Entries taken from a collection
────────────────────────────────────────

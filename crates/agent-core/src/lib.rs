//! # agent-core
//!
//! Core agent logic with provider-agnostic LLM abstraction and extensible tool system.
//!
//! ## Architecture
//!
//! ```text
//! ┌─────────────────────────────────────────────────────────────┐
//! │                        Agent<D>                              │
//! │  ┌─────────────┐  ┌─────────────┐  ┌─────────────────────┐  │
//! │  │  Reasoning  │  │    Tools    │  │   LlmProvider       │  │
//! │  │    Loop     │──│ Registry<D> │──│   (Strategy)        │  │
//! │  └──────┬──────┘  └──────┬──────┘  └─────────────────────┘  │
//! │         │ AgentEvent     │ &mut D (per-run state)           │
//! └─────────┼────────────────┼──────────────────────────────────┘
//!           ▼                ▼
//!       EventSink       caller-owned deps
//! ```
//!
//! The `LlmProvider` trait enables swapping between Ollama, OpenAI-compatible
//! endpoints, or any other provider without changing agent logic. Tools are
//! shared across runs; the state they act on (`D`) is owned by a single run.

pub mod provider;
pub mod tool;
pub mod reasoning;
pub mod message;
pub mod error;
pub mod event;

pub use error::{AgentError, Result};
pub use event::{AgentEvent, EventSink};
pub use message::{Conversation, Message, Role};
pub use provider::LlmProvider;
pub use reasoning::{Agent, AgentBuilder, AgentConfig};
pub use tool::{Tool, ToolCall, ToolResult, ToolRegistry, ToolSchema};
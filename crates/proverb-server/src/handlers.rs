//! HTTP Handlers

use axum::{
    extract::State,
    response::sse::{Event, KeepAlive, Sse},
    Json,
};
use serde::Serialize;
use tokio_stream::Stream;

use crate::agui::{self, RunAgentInput};
use crate::state::AppState;

#[derive(Debug, Serialize)]
pub struct HealthResponse {
    pub status: &'static str,
}

/// Liveness only; no dependency checks
pub async fn health_check() -> Json<HealthResponse> {
    Json(HealthResponse { status: "ok" })
}

/// Run the agent over an AG-UI request, streaming its events back
pub async fn run_agent(
    State(state): State<AppState>,
    Json(input): Json<RunAgentInput>,
) -> Sse<impl Stream<Item = Result<Event, axum::Error>>> {
    let stream = agui::run(state.agent.clone(), state.session(), input);
    Sse::new(stream).keep_alive(KeepAlive::default())
}
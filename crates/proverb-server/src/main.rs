//! Proverb agent HTTP server
//!
//! Wires configuration, the LLM provider, provider clients and the tool
//! registry together, then serves the AG-UI endpoint until Ctrl-C.

use agent_core::AgentBuilder;
use proverb_agent::{toolkit, ProviderConfig, Providers, PROVERB_AGENT_PROMPT};
use proverb_server::{app, AppState};
use tracing_subscriber::{layer::SubscriberExt, util::SubscriberInitExt};

const DEFAULT_BIND_ADDR: &str = "0.0.0.0:8000";

#[tokio::main]
async fn main() -> anyhow::Result<()> {
    // Load environment before reading RUST_LOG
    dotenvy::dotenv().ok();

    tracing_subscriber::registry()
        .with(tracing_subscriber::EnvFilter::new(
            std::env::var("RUST_LOG").unwrap_or_else(|_| "info,tower_http=debug".into()),
        ))
        .with(tracing_subscriber::fmt::layer())
        .init();

    // One HTTP client shared by every outbound call
    let client = reqwest::Client::new();

    let selected = agent_runtime::provider_from_env(client.clone())?;
    match selected.provider.health_check().await {
        Ok(true) => {
            tracing::info!(
                provider = selected.name,
                model = %selected.model,
                "✓ LLM provider reachable"
            );
            if let Ok(models) = selected.provider.list_models().await {
                for model in models {
                    tracing::info!("  Model: {}", model.id);
                }
            }
        }
        Ok(false) | Err(_) => {
            tracing::warn!(
                provider = selected.name,
                "⚠ LLM provider not reachable - runs will fail until it is"
            );
        }
    }

    let providers = Providers::from_config(&ProviderConfig::from_env(), &client);

    let tools = toolkit();
    tracing::info!("Registered {} tools:", tools.len());
    for name in tools.names() {
        tracing::info!("  • {}", name);
    }

    let agent = AgentBuilder::new()
        .provider(selected.provider)
        .model(selected.model)
        .system_prompt(PROVERB_AGENT_PROMPT)
        .tools(tools)
        .build()?;

    let app = app(AppState::new(agent, providers));

    let addr = std::env::var("BIND_ADDR").unwrap_or_else(|_| DEFAULT_BIND_ADDR.into());
    let listener = tokio::net::TcpListener::bind(&addr).await?;

    tracing::info!("🚀 proverb agent listening on http://{}", addr);
    tracing::info!("  POST /        - AG-UI agent run (SSE)");
    tracing::info!("  GET  /health  - Health check");

    axum::serve(listener, app)
        .with_graceful_shutdown(shutdown_signal())
        .await?;

    tracing::info!("Server stopped");
    Ok(())
}

async fn shutdown_signal() {
    if let Err(e) = tokio::signal::ctrl_c().await {
        tracing::error!("Failed to listen for Ctrl-C: {}", e);
        std::future::pending::<()>().await;
    }
    tracing::info!("Shutting down");
}
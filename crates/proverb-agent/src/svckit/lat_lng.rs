//! Geocoding Tool

use async_trait::async_trait;

use agent_core::{
    tool::ParameterSchema,
    Result as CoreResult, Tool, ToolCall, ToolResult, ToolSchema,
};

use crate::state::ProverbState;

/// Resolves a place description to coordinates
pub struct GetLatLngTool;

#[async_trait]
impl Tool<ProverbState> for GetLatLngTool {
    fn schema(&self) -> ToolSchema {
        ToolSchema {
            name: "get_lat_lng".into(),
            description: "Get the latitude and longitude of a location. \
                          Returns {\"lat\", \"lng\"}."
                .into(),
            parameters: vec![ParameterSchema::required(
                "location_description",
                "string",
                "A description of a location, e.g. 'Paris, France'",
            )],
            category: Some("location".into()),
            has_side_effects: false,
        }
    }

    async fn execute(&self, state: &mut ProverbState, call: &ToolCall) -> CoreResult<ToolResult> {
        let description: String = call.arg("location_description")?;
        let point = state.providers().geocoder.locate(&description).await?;
        ToolResult::json("get_lat_lng", &point)
    }
}
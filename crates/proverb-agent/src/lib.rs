//! # proverb-agent
//!
//! A conversational assistant that keeps a list of proverbs and can look up
//! places, weather and the web while talking about them.
//!
//! ## Layout
//!
//! ```text
//! ┌──────────────────────────────────────────────────────────┐
//! │  toolkit(): ToolRegistry<ProverbState>                   │
//! ├──────────────────────────────────────────────────────────┤
//! │  get_proverbs  add_proverbs  set_proverbs                │  → state
//! │  get_lat_lng   get_weather   search                      │  → providers
//! │  get_current_date                                        │  → clock
//! ├──────────────────────────────────────────────────────────┤
//! │  Providers: Mapbox | Tomorrow.io | Tavily  (or demo)     │
//! └──────────────────────────────────────────────────────────┘
//! ```
//!
//! A fresh [`ProverbState`] is created for every run; the registry and the
//! provider clients are built once and shared.

pub mod config;
pub mod error;
pub mod model;
pub mod provider;
pub mod state;
pub mod svckit;

use agent_core::{tool::CurrentDateTool, ToolRegistry};

pub use config::{ApiKey, ProviderConfig};
pub use error::{ProverbError, Result};
pub use model::{GeoPoint, ProverbSnapshot, SearchOptions, SearchResult, WeatherReport};
pub use state::{ProverbState, Providers};

/// Re-export tools for easy registration
pub mod tools {
    pub use crate::svckit::{
        AddProverbsTool, GetLatLngTool, GetProverbsTool, GetWeatherTool, SearchTool,
        SetProverbsTool,
    };
}

/// Every tool the proverb agent can call
pub fn toolkit() -> ToolRegistry<ProverbState> {
    let mut registry = ToolRegistry::new();
    registry.register(tools::GetProverbsTool);
    registry.register(tools::AddProverbsTool);
    registry.register(tools::SetProverbsTool);
    registry.register(tools::GetLatLngTool);
    registry.register(tools::GetWeatherTool);
    registry.register(tools::SearchTool);
    registry.register(CurrentDateTool);
    registry
}

/// System prompt for the proverb agent
pub const PROVERB_AGENT_PROMPT: &str = r#"You are a helpful assistant that helps manage and discuss proverbs.

The user has a list of proverbs that you can help them manage.
You have tools available to add, set, or retrieve proverbs from the list.

When discussing proverbs, ALWAYS use the get_proverbs tool to see the current list before
mentioning, updating, or discussing proverbs with the user.

If you require today's date, use get_current_date.

If get_lat_lng cannot find a location, try again with a more specific or differently worded
description before giving up."#;
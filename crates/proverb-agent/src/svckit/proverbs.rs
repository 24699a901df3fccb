//! Proverb List Tools
//!
//! Read, append to, or replace the run's proverb list. Both mutating tools
//! answer with the post-mutation list and attach a `STATE_SNAPSHOT` event.

use async_trait::async_trait;

use agent_core::{
    tool::ParameterSchema,
    Result as CoreResult, Tool, ToolCall, ToolResult, ToolSchema,
};

use crate::state::ProverbState;

fn proverbs_param(description: &str) -> ParameterSchema {
    ParameterSchema::required("proverbs", "array", description)
}

fn snapshot_result(name: &str, state: &ProverbState) -> CoreResult<ToolResult> {
    Ok(ToolResult::json(name, &state.snapshot())?.with_event(state.snapshot_event()?))
}

/// Returns the current list
pub struct GetProverbsTool;

#[async_trait]
impl Tool<ProverbState> for GetProverbsTool {
    fn schema(&self) -> ToolSchema {
        ToolSchema {
            name: "get_proverbs".into(),
            description: "Get the current list of proverbs.".into(),
            parameters: Vec::new(),
            category: Some("proverbs".into()),
            has_side_effects: false,
        }
    }

    async fn execute(&self, state: &mut ProverbState, _call: &ToolCall) -> CoreResult<ToolResult> {
        tracing::debug!(count = state.proverbs().len(), "Getting proverbs");
        ToolResult::json("get_proverbs", &state.proverbs())
    }
}

/// Appends to the list
pub struct AddProverbsTool;

#[async_trait]
impl Tool<ProverbState> for AddProverbsTool {
    fn schema(&self) -> ToolSchema {
        ToolSchema {
            name: "add_proverbs".into(),
            description: "Add proverbs to the end of the current list.".into(),
            parameters: vec![proverbs_param("Proverbs to append, as an array of strings")],
            category: Some("proverbs".into()),
            has_side_effects: true,
        }
    }

    async fn execute(&self, state: &mut ProverbState, call: &ToolCall) -> CoreResult<ToolResult> {
        let proverbs: Vec<String> = call.arg("proverbs")?;
        tracing::debug!(added = proverbs.len(), "Adding proverbs");
        state.extend_proverbs(proverbs);
        snapshot_result("add_proverbs", state)
    }
}

/// Replaces the list
pub struct SetProverbsTool;

#[async_trait]
impl Tool<ProverbState> for SetProverbsTool {
    fn schema(&self) -> ToolSchema {
        ToolSchema {
            name: "set_proverbs".into(),
            description: "Replace the whole list of proverbs.".into(),
            parameters: vec![proverbs_param("The complete new list, as an array of strings")],
            category: Some("proverbs".into()),
            has_side_effects: true,
        }
    }

    async fn execute(&self, state: &mut ProverbState, call: &ToolCall) -> CoreResult<ToolResult> {
        let proverbs: Vec<String> = call.arg("proverbs")?;
        tracing::debug!(count = proverbs.len(), "Setting proverbs");
        state.replace_proverbs(proverbs);
        snapshot_result("set_proverbs", state)
    }
}
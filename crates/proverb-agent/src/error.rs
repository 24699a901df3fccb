//! Error Types for the Proverb Agent

use agent_core::AgentError;
use thiserror::Error;

pub type Result<T> = std::result::Result<T, ProverbError>;

#[derive(Error, Debug)]
pub enum ProverbError {
    /// The geocoder answered but matched nothing; the model may rephrase
    #[error("Could not find the location")]
    LocationNotFound,

    /// Connection failure or non-success HTTP status
    #[error("Provider request failed: {0}")]
    Transport(#[from] reqwest::Error),

    /// Provider response did not have the expected shape
    #[error("Unexpected provider response: {0}")]
    Decode(#[from] serde_json::Error),
}

impl ProverbError {
    pub fn is_retryable(&self) -> bool {
        matches!(self, ProverbError::LocationNotFound)
    }
}

impl From<ProverbError> for AgentError {
    fn from(err: ProverbError) -> Self {
        if err.is_retryable() {
            AgentError::ToolRetry(err.to_string())
        } else {
            AgentError::ToolExecution(err.to_string())
        }
    }
}
//! # agent-runtime
//!
//! Runtime providers for the agent system.
//!
//! ## Providers
//!
//! - **Ollama** (default): Local LLM inference via Ollama
//! - **OpenAI**: any OpenAI-compatible `/chat/completions` endpoint
//!
//! ## Usage
//!
//! ```rust,ignore
//! let selected = agent_runtime::provider_from_env(reqwest::Client::new())?;
//! let agent = AgentBuilder::new()
//!     .provider(selected.provider)
//!     .model(selected.model)
//!     .build()?;
//! ```

use std::sync::Arc;

#[cfg(feature = "ollama")]
pub mod ollama;
pub mod openai;

#[cfg(feature = "ollama")]
pub use ollama::{OllamaConfig, OllamaProvider};
pub use openai::{OpenAiConfig, OpenAiProvider};

// Re-export core types for convenience
pub use agent_core::{
    Agent, AgentError, LlmProvider, Message, Result, Role, Tool, ToolRegistry,
};

/// A provider together with the model it should be driven with
pub struct SelectedProvider {
    pub name: &'static str,
    pub provider: Arc<dyn LlmProvider>,
    pub model: String,
}

/// Pick the LLM backend named by `LLM_PROVIDER` (default: `ollama`)
pub fn provider_from_env(client: reqwest::Client) -> Result<SelectedProvider> {
    provider_from_lookup(client, |key| std::env::var(key).ok())
}

/// Same as [`provider_from_env`] with an arbitrary variable source
pub fn provider_from_lookup(
    client: reqwest::Client,
    lookup: impl Fn(&str) -> Option<String>,
) -> Result<SelectedProvider> {
    let kind = lookup("LLM_PROVIDER").unwrap_or_else(|| "ollama".into());

    match kind.to_ascii_lowercase().as_str() {
        #[cfg(feature = "ollama")]
        "ollama" => {
            let config = OllamaConfig::from_lookup(&lookup);
            Ok(SelectedProvider {
                name: "Ollama",
                model: config.model.clone(),
                provider: Arc::new(OllamaProvider::from_config(config)),
            })
        }
        "openai" => {
            let config = OpenAiConfig::from_lookup(&lookup)?;
            Ok(SelectedProvider {
                name: "OpenAI",
                model: config.model.clone(),
                provider: Arc::new(OpenAiProvider::new(client, config)),
            })
        }
        other => Err(AgentError::Config(format!("Unknown LLM_PROVIDER: {other}"))),
    }
}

────────────────────────────────────────

● **What you need to do**:
Show all lines in the entries above where the word "main" appears.

● **Answer below**:
filename crates/proverb-server/src/main.rs
#[tokio::main]
async fn main() -> anyhow::Result<()> {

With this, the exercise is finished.